RIP Robert Fogel, Nobel Prize winner and revered professor at my grad school alma mater University of Chicago. In his most recent book published last year, Explaining Long-Term Trends in Health and Longevity, Fogel writes that the “abstention from caloric gluttony” increased the Japanese life expectancy by 13 years, whereas the “more gluttonous Americans” increased their life expectancy by only 7 years.
Study finds that consolidating your bank accounts leads to move savings.
There is building evidence that extreme sports (i.e., endurance running) are bad for you. An article in the WSJ states, “…recent studies suggest the significant mortality benefits of running may diminish or disappear at mileage exceeding 30 miles a week…yet sports-medicine specialists are sharply divided over whether any warning sign is warranted. For every American who exercises to extreme after all, there are thousands who don’t exercise at all.”
Interesting fact: Patty Hearst was a student at UC Berkeley when she was kidnapped by the Symbionese Liberation Army in 1974.

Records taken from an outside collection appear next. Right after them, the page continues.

use crate::frame::{Frame, PixelRect};

/// Class id the detector treats as "person".
pub const PERSON_CLASS_ID: usize = 0;

/// Raw model output for one anchor, before any filtering.
///
/// Box coordinates are normalized to 0..1 relative to the frame and describe
/// the box center and size.
#[derive(Clone, Debug, Default, PartialEq)]
pub struct Candidate {
    pub center_x: f32,
    pub center_y: f32,
    pub width: f32,
    pub height: f32,
    pub class_scores: Vec<f32>,
}

impl Candidate {
    /// Best-scoring class and its score. `None` when there are no class scores.
    pub fn best_class(&self) -> Option<(usize, f32)> {
        self.class_scores
            .iter()
            .copied()
            .enumerate()
            .fold(None, |best, (idx, score)| match best {
                Some((_, best_score)) if best_score >= score => best,
                _ => Some((idx, score)),
            })
    }
}

/// A candidate that passed the confidence floor, in absolute pixel coordinates.
#[derive(Clone, Debug, PartialEq)]
pub struct DetectionBox {
    pub class_id: usize,
    pub confidence: f32,
    pub rect: PixelRect,
}

impl DetectionBox {
    pub fn is_person(&self) -> bool {
        self.class_id == PERSON_CLASS_ID
    }
}

/// A frame in which a person was found, with the winning box drawn on it.
#[derive(Clone, Debug)]
pub struct PersonSighting {
    pub frame: Frame,
    pub detection: DetectionBox,
}

#[cfg(test)]
mod tests {
    use super::*;

    #[test]
    fn best_class_picks_first_maximum() {
        let c = Candidate {
            class_scores: vec![0.2, 0.7, 0.7, 0.1],
            ..Candidate::default()
        };
        assert_eq!(c.best_class(), Some((1, 0.7)));
        assert_eq!(Candidate::default().best_class(), None);
    }
}
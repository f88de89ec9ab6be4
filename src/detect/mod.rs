//! Person detection.
//!
//! A [`DetectorBackend`] runs the model and reports raw per-anchor candidates.
//! [`PersonDetector`] applies the confidence floor, converts boxes to pixel
//! space, runs non-max suppression and picks the first surviving person box.

mod backend;
mod backends;
mod labels;
mod nms;
mod person;
mod result;

pub use backend::DetectorBackend;
pub use backends::StubBackend;
#[cfg(feature = "backend-tract")]
pub use backends::TractBackend;
pub use labels::ClassLabels;
pub use nms::non_max_suppression;
pub use person::{
    to_pixel_boxes, DetectorThresholds, PersonDetector, CONFIDENCE_FLOOR, NMS_IOU_THRESHOLD,
    NMS_SCORE_THRESHOLD,
};
pub use result::{Candidate, DetectionBox, PersonSighting, PERSON_CLASS_ID};
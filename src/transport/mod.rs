//! Alert delivery.
//!
//! The sweep controller only sees [`AlertEmitter`]. The MQTT emitter sends the
//! snapshot image to one topic and a motion trigger to another through a
//! [`Publisher`], which tests replace with a recording fake.

pub mod mqtt;

use anyhow::{anyhow, Context, Result};
use std::path::Path;

pub use mqtt::{parse_mqtt_endpoint, MqttEndpoint, MqttPublisher};

/// Payload sent on the motion topic for every detection.
pub const MOTION_ON: &[u8] = b"ON";

/// Narrow pub/sub capability.
pub trait Publisher {
    fn publish(&mut self, topic: &str, payload: &[u8], retain: bool) -> Result<()>;

    /// Deliver anything still queued and release the connection.
    fn close(&mut self) -> Result<()> {
        Ok(())
    }
}

impl<P: Publisher + ?Sized> Publisher for Box<P> {
    fn publish(&mut self, topic: &str, payload: &[u8], retain: bool) -> Result<()> {
        (**self).publish(topic, payload, retain)
    }

    fn close(&mut self) -> Result<()> {
        (**self).close()
    }
}

/// Announces a new detection to the outside world.
pub trait AlertEmitter {
    fn emit(&mut self, snapshot: &Path) -> Result<()>;

    /// Called once before the process exits.
    fn shutdown(&mut self) -> Result<()> {
        Ok(())
    }
}

/// Publishes the snapshot bytes and a retained `ON` motion signal.
pub struct MqttAlertEmitter<P> {
    publisher: P,
    image_topic: String,
    motion_topic: String,
}

impl<P: Publisher> MqttAlertEmitter<P> {
    pub fn new(publisher: P, image_topic: &str, motion_topic: &str) -> Self {
        Self {
            publisher,
            image_topic: image_topic.to_string(),
            motion_topic: motion_topic.to_string(),
        }
    }

    pub fn publisher(&self) -> &P {
        &self.publisher
    }
}

impl<P: Publisher> AlertEmitter for MqttAlertEmitter<P> {
    /// Both topics are attempted even if the first publish fails.
    fn emit(&mut self, snapshot: &Path) -> Result<()> {
        let image = std::fs::read(snapshot)
            .with_context(|| format!("failed to read snapshot {}", snapshot.display()))
            .and_then(|bytes| self.publisher.publish(&self.image_topic, &bytes, true));
        let motion = self.publisher.publish(&self.motion_topic, MOTION_ON, true);

        match (image, motion) {
            (Ok(()), Ok(())) => Ok(()),
            (Err(e), Ok(())) | (Ok(()), Err(e)) => Err(e),
            (Err(image), Err(motion)) => Err(anyhow!(
                "image publish failed: {:#}; motion publish failed: {:#}",
                image,
                motion
            )),
        }
    }

    fn shutdown(&mut self) -> Result<()> {
        self.publisher.close()
    }
}

/// Used when no broker is configured: detections are only logged.
#[derive(Clone, Copy, Debug, Default)]
pub struct LogAlertEmitter;

impl AlertEmitter for LogAlertEmitter {
    fn emit(&mut self, snapshot: &Path) -> Result<()> {
        log::info!("alert (no broker configured): {}", snapshot.display());
        Ok(())
    }
}
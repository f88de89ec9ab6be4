use std::path::PathBuf;
use std::sync::Mutex;
use std::time::Duration;

use tempfile::NamedTempFile;

use clipwatch::{StalePolicy, WatchConfig};

static ENV_LOCK: Mutex<()> = Mutex::new(());

fn clear_env() {
    for key in [
        "CLIPWATCH_CONFIG",
        "CLIPWATCH_DB_PATH",
        "CLIPWATCH_DETECTION_DIR",
        "CLIPWATCH_SWEEP_INTERVAL_SECS",
        "CLIPWATCH_MQTT_BROKER",
        "CLIPWATCH_MQTT_USERNAME",
        "CLIPWATCH_MQTT_PASSWORD",
    ] {
        std::env::remove_var(key);
    }
}

const CONFIG: &str = r#"
db_path = "/var/lib/clipwatch/ledger.db"
video_extension = ".mkv"
frame_stride = 5
stale_after_secs = 3600
stale_policy = "skip_files"
sweep_interval_secs = 30
retry_unreadable = true

[detection]
dir = "/srv/detections"
page_detections = 50

[model]
path = "/opt/models/person.onnx"
input_size = 320
labels_path = "/opt/models/labels.txt"

[mqtt]
broker = "mqtt://broker.lan:1883"
image_topic = "cams/snapshot"

[[cameras]]
name = "front"
dir = "/rec/front"

[[cameras]]
name = "garage"
dir = "/rec/garage"
"#;

#[test]
fn loads_config_from_file_and_env_overrides() {
    let _guard = ENV_LOCK.lock().unwrap();
    clear_env();

    let mut file = NamedTempFile::new().expect("temp config");
    std::io::Write::write_all(&mut file, CONFIG.as_bytes()).expect("write config");

    std::env::set_var("CLIPWATCH_CONFIG", file.path());
    std::env::set_var("CLIPWATCH_SWEEP_INTERVAL_SECS", "90");
    std::env::set_var("CLIPWATCH_DETECTION_DIR", "/data/det");
    std::env::set_var("CLIPWATCH_MQTT_USERNAME", "watcher");

    let cfg = WatchConfig::load(None).expect("load config");

    assert_eq!(cfg.db_path, PathBuf::from("/var/lib/clipwatch/ledger.db"));
    assert_eq!(cfg.scan.video_extension, ".mkv");
    assert_eq!(cfg.scan.stale_after, Duration::from_secs(3600));
    assert_eq!(cfg.scan.stale_policy, StalePolicy::SkipFiles);
    assert_eq!(cfg.frame_stride, 5);
    assert!(cfg.retry_unreadable);
    assert_eq!(cfg.sweep_interval, Duration::from_secs(90));
    assert_eq!(cfg.detection.dir, PathBuf::from("/data/det"));
    assert_eq!(
        cfg.detection.last_file,
        PathBuf::from("/data/det/last_detection.jpg")
    );
    assert_eq!(cfg.detection.page_detections, 50);
    assert_eq!(cfg.model.input_size, 320);
    assert_eq!(
        cfg.model.labels_path,
        Some(PathBuf::from("/opt/models/labels.txt"))
    );

    let mqtt = cfg.mqtt.expect("mqtt settings");
    assert_eq!(mqtt.broker, "mqtt://broker.lan:1883");
    assert_eq!(mqtt.image_topic, "cams/snapshot");
    assert_eq!(mqtt.motion_topic, "clipwatch/motion");
    assert_eq!(mqtt.username.as_deref(), Some("watcher"));

    let names: Vec<_> = cfg.cameras.iter().map(|c| c.name.as_str()).collect();
    assert_eq!(names, vec!["front", "garage"]);

    clear_env();
}

#[test]
fn explicit_path_wins_over_environment() {
    let _guard = ENV_LOCK.lock().unwrap();
    clear_env();

    let mut file = NamedTempFile::new().expect("temp config");
    std::io::Write::write_all(&mut file, CONFIG.as_bytes()).expect("write config");
    std::env::set_var("CLIPWATCH_CONFIG", "/nonexistent/clipwatch.toml");
    std::env::set_var("CLIPWATCH_DB_PATH", "/tmp/override.db");

    let cfg = WatchConfig::load(Some(file.path())).expect("load config");
    assert_eq!(cfg.db_path, PathBuf::from("/tmp/override.db"));
    assert_eq!(cfg.sweep_interval, Duration::from_secs(30));

    clear_env();
}

#[test]
fn broker_from_env_enables_mqtt() {
    let _guard = ENV_LOCK.lock().unwrap();
    clear_env();

    let mut file = NamedTempFile::new().expect("temp config");
    std::io::Write::write_all(
        &mut file,
        b"[[cameras]]\nname = \"front\"\ndir = \"/rec/front\"\n",
    )
    .expect("write config");
    std::env::set_var("CLIPWATCH_MQTT_BROKER", "127.0.0.1:1883");

    let cfg = WatchConfig::load(Some(file.path())).expect("load config");
    let mqtt = cfg.mqtt.expect("mqtt settings");
    assert_eq!(mqtt.broker, "127.0.0.1:1883");
    assert_eq!(mqtt.image_topic, "clipwatch/snapshot");

    clear_env();
}

#[test]
fn invalid_interval_override_is_rejected() {
    let _guard = ENV_LOCK.lock().unwrap();
    clear_env();

    let mut file = NamedTempFile::new().expect("temp config");
    std::io::Write::write_all(&mut file, CONFIG.as_bytes()).expect("write config");
    std::env::set_var("CLIPWATCH_SWEEP_INTERVAL_SECS", "soon");

    let err = WatchConfig::load(Some(file.path())).unwrap_err();
    assert!(format!("{err}").contains("CLIPWATCH_SWEEP_INTERVAL_SECS"));

    clear_env();
}
//! Speakpad Error Types
//!
//! Centralized error handling for the control surface.

use thiserror::Error;

/// Central error type for Speakpad
#[derive(Error, Debug)]
pub enum SpeakpadError {
    /// Speak was requested with blank text. Shown to the user as a notice.
    #[error("Please enter some text!")]
    EmptyText,

    #[error("Speech engine unavailable: {0}")]
    EngineUnavailable(String),

    #[error("Configuration error: {0}")]
    Config(String),

    #[error(transparent)]
    Io(#[from] std::io::Error),

    #[error(transparent)]
    Json(#[from] serde_json::Error),

    #[error(transparent)]
    Other(#[from] anyhow::Error),
}

impl SpeakpadError {
    /// True for failures that are recovered locally and only shown as a notice
    pub fn is_notice(&self) -> bool {
        matches!(self, SpeakpadError::EmptyText)
    }
}

/// Result type alias for Speakpad operations
pub type SpeakpadResult<T> = Result<T, SpeakpadError>;
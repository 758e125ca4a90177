//! Session: everything the view reads, and the single entry point for
//! changing it.
//!
//! User intents and engine notifications both go through [`Session::handle`],
//! one event at a time.

use crate::catalog::VoiceCatalog;
use crate::error::SpeakpadResult;
use crate::playback::{Actions, PlaybackController, PlaybackState};
use crate::tts::{EngineEvent, SpeechEngine};
use tracing::debug;

/// User-originated requests from the view
#[derive(Debug, Clone, PartialEq, Eq)]
pub enum Intent {
    EditText(String),
    SelectVoice(String),
    Speak,
    Pause,
    Resume,
    Stop,
}

/// Anything that can change the session
#[derive(Debug, Clone, PartialEq, Eq)]
pub enum Event {
    Intent(Intent),
    Engine(EngineEvent),
}

impl From<Intent> for Event {
    fn from(intent: Intent) -> Self {
        Event::Intent(intent)
    }
}

impl From<EngineEvent> for Event {
    fn from(event: EngineEvent) -> Self {
        Event::Engine(event)
    }
}

#[derive(Debug)]
pub struct Session {
    text: String,
    catalog: VoiceCatalog,
    controller: PlaybackController,
}

impl Session {
    /// Build a session and take a first look at the engine's voices
    pub fn new(engine: Box<dyn SpeechEngine>) -> Self {
        let mut session = Self {
            text: String::new(),
            catalog: VoiceCatalog::new(),
            controller: PlaybackController::new(engine),
        };
        session.catalog.refresh(session.controller.engine());
        session
    }

    pub fn text(&self) -> &str {
        &self.text
    }

    pub fn catalog(&self) -> &VoiceCatalog {
        &self.catalog
    }

    pub fn selected_voice_name(&self) -> Option<&str> {
        self.catalog.selected()
    }

    pub fn state(&self) -> PlaybackState {
        self.controller.state()
    }

    pub fn actions(&self) -> Actions {
        self.controller.actions()
    }

    pub fn controller(&self) -> &PlaybackController {
        &self.controller
    }

    /// Apply one event.
    ///
    /// The only error is [`crate::error::SpeakpadError::EmptyText`], which
    /// leaves the session unchanged.
    pub fn handle(&mut self, event: impl Into<Event>) -> SpeakpadResult<()> {
        let event = event.into();
        debug!("Session event: {:?}", event);

        match event {
            Event::Intent(Intent::EditText(text)) => self.text = text,
            Event::Intent(Intent::SelectVoice(name)) => self.catalog.select(name),
            Event::Intent(Intent::Speak) => {
                let voice = self.catalog.selected();
                self.controller.speak(&self.text, voice, &self.catalog)?;
            }
            Event::Intent(Intent::Pause) => {
                self.controller.pause();
            }
            Event::Intent(Intent::Resume) => {
                self.controller.resume();
            }
            Event::Intent(Intent::Stop) => {
                self.controller.stop();
            }
            Event::Engine(EngineEvent::VoicesChanged) => {
                self.catalog.refresh(self.controller.engine());
            }
            Event::Engine(event) => {
                self.controller.on_engine_event(event);
            }
        }
        Ok(())
    }
}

According to a Kiplinger survey, SF is one of the most expensive U.S. cities. Ummm, no duh. Memphis is one of the least expensive. Never been. Should we all retire in Memphis?










With all the ballyhoo going on with the Occupy movement, I honed in on an article in the University of Chicago magazine about the significant improvement in the lifestyle of the middle class and how that trend has been improving since the 1980s and that it continues its upward trajectory. You wouldn’t know it from all the negative press we’ve been reading.